WHAT YOU ARE ASKED TO DO: The answer must be every line from the listing that holds the string "text".

THE INPUT:
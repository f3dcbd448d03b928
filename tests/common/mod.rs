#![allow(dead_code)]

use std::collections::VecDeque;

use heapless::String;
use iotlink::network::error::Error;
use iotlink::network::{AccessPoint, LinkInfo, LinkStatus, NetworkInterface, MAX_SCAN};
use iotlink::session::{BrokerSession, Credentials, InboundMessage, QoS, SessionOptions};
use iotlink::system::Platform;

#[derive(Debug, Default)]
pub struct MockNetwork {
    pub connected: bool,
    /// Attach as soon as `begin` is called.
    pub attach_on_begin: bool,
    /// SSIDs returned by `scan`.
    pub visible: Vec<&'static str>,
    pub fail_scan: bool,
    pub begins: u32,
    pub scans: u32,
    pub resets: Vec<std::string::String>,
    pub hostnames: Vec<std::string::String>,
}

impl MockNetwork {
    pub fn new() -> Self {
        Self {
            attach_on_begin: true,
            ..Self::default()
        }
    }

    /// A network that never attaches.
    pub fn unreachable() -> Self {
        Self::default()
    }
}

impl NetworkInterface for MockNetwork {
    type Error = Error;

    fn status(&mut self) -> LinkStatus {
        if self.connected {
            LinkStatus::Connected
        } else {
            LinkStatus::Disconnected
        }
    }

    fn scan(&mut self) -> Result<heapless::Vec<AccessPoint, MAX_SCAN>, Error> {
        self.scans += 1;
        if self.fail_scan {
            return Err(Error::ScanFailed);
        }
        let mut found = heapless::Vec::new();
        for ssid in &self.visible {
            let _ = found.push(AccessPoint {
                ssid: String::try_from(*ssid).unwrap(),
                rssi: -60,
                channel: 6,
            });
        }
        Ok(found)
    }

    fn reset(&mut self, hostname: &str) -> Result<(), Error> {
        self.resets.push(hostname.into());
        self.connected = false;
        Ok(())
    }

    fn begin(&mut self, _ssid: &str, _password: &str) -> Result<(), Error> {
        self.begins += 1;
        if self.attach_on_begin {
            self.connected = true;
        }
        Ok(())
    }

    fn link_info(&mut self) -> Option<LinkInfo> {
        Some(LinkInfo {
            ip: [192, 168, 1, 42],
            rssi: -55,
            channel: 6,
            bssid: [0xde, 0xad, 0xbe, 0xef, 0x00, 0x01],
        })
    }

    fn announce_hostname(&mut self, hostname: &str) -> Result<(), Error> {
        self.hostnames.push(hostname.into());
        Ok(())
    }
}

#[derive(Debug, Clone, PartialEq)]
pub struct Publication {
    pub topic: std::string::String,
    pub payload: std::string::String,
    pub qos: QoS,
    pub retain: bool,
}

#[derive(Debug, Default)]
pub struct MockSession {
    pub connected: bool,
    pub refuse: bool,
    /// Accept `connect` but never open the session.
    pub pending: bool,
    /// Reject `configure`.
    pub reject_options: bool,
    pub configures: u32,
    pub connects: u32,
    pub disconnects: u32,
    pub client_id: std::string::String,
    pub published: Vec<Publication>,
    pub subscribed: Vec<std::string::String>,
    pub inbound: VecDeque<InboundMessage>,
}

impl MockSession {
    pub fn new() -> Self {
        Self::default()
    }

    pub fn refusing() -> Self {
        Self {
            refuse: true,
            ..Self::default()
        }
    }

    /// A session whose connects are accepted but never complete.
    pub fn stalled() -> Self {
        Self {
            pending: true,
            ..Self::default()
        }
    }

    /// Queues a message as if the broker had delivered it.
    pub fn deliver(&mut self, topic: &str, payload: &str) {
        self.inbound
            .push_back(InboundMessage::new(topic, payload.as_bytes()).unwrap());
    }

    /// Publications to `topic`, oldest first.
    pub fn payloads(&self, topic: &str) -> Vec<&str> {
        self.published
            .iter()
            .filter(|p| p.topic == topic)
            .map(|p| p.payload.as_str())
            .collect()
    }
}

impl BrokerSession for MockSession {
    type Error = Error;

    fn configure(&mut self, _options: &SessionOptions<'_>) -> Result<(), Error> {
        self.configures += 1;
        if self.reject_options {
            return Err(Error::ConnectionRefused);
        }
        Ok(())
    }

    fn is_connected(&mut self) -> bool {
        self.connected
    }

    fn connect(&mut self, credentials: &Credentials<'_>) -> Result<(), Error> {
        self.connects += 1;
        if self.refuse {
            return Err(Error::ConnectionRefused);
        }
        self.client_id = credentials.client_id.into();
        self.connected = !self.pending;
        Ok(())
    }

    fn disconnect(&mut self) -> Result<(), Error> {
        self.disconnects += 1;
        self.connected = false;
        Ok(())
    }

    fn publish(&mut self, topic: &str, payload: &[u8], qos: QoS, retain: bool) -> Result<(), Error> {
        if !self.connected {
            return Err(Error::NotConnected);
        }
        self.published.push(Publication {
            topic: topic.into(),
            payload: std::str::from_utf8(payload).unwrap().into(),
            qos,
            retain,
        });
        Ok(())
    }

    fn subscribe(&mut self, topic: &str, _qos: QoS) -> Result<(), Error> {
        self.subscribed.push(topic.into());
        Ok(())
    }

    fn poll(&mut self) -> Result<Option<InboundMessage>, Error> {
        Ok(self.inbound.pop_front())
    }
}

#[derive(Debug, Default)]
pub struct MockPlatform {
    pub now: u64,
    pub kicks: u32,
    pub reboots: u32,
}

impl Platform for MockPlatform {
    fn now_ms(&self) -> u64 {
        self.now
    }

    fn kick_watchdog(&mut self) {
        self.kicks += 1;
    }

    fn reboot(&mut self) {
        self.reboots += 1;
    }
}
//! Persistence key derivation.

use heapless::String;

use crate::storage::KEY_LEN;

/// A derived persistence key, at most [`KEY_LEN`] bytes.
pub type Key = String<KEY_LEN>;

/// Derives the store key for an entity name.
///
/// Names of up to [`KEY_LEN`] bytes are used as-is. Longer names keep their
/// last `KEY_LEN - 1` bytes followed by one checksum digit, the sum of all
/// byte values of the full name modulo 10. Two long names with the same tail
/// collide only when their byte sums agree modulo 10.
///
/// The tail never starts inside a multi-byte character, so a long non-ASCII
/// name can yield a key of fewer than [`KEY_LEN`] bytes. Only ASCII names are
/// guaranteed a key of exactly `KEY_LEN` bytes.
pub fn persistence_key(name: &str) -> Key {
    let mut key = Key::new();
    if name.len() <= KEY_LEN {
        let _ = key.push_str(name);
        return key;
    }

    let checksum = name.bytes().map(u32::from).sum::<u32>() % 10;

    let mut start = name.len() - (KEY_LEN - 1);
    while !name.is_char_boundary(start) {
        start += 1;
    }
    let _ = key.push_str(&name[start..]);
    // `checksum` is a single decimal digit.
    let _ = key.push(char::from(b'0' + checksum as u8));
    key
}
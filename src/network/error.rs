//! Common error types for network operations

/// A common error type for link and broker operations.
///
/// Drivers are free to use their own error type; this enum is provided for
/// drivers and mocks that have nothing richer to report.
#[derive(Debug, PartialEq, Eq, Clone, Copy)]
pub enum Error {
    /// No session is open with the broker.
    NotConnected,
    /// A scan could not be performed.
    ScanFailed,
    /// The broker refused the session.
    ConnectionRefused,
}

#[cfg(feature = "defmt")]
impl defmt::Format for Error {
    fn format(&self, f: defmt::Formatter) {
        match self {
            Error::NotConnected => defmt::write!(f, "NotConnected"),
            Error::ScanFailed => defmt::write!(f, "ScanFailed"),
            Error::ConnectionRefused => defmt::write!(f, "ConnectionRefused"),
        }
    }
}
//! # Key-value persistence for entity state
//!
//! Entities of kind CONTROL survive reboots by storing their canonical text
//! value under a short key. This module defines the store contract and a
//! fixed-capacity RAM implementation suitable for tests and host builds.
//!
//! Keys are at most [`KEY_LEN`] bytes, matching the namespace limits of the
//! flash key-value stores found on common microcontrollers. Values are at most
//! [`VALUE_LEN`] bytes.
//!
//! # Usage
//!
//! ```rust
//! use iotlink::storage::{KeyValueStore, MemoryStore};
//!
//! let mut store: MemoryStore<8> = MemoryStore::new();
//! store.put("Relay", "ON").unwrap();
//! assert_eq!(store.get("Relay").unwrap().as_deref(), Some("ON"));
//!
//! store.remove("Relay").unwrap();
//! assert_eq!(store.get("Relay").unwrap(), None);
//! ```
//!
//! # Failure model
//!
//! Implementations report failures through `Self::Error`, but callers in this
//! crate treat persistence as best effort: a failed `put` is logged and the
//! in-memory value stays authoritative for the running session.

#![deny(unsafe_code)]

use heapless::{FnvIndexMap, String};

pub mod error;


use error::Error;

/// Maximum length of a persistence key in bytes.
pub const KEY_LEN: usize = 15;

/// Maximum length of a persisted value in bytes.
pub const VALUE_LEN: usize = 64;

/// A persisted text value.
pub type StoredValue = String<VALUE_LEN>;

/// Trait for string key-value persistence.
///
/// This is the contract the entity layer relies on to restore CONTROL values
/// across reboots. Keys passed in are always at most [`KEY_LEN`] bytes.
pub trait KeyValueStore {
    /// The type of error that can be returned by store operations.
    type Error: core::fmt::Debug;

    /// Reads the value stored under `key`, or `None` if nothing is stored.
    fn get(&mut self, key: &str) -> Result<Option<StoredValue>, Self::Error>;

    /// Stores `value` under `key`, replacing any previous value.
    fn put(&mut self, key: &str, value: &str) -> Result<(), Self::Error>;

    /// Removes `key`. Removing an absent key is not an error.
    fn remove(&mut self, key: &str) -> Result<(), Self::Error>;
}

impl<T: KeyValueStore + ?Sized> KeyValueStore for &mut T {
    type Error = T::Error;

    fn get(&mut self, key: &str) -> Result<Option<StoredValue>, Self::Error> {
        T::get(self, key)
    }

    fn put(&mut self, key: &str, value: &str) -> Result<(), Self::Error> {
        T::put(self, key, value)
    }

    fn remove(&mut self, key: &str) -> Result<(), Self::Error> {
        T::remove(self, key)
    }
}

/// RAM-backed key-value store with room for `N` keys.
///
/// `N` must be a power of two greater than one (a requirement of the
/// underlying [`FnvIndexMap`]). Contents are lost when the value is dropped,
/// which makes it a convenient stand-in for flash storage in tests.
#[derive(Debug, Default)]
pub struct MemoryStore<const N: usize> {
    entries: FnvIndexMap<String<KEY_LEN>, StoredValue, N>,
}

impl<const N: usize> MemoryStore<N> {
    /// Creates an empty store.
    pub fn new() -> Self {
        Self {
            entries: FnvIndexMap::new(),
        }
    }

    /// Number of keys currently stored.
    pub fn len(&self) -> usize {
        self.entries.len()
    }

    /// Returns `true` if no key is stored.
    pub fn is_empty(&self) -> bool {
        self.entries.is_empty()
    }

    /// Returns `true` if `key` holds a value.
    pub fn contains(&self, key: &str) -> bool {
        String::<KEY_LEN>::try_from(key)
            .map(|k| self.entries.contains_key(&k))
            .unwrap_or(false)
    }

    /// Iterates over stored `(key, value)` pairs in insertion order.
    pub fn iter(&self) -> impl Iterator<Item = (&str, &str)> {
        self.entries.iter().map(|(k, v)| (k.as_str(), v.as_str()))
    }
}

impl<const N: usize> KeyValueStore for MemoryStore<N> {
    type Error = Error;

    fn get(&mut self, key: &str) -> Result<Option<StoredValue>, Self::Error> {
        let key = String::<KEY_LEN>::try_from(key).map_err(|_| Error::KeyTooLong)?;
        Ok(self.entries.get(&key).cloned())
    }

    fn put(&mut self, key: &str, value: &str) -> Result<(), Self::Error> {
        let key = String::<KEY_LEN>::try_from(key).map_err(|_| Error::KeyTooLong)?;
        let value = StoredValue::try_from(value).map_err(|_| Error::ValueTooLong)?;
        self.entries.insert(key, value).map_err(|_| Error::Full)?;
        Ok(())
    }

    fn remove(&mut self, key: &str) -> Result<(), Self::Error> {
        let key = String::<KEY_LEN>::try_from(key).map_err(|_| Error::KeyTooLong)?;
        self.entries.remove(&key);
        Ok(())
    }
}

REPLY TO THE TASK:
//! Entities of kind CONTROL survive reboots by storing their canonical text
/// A persisted text value.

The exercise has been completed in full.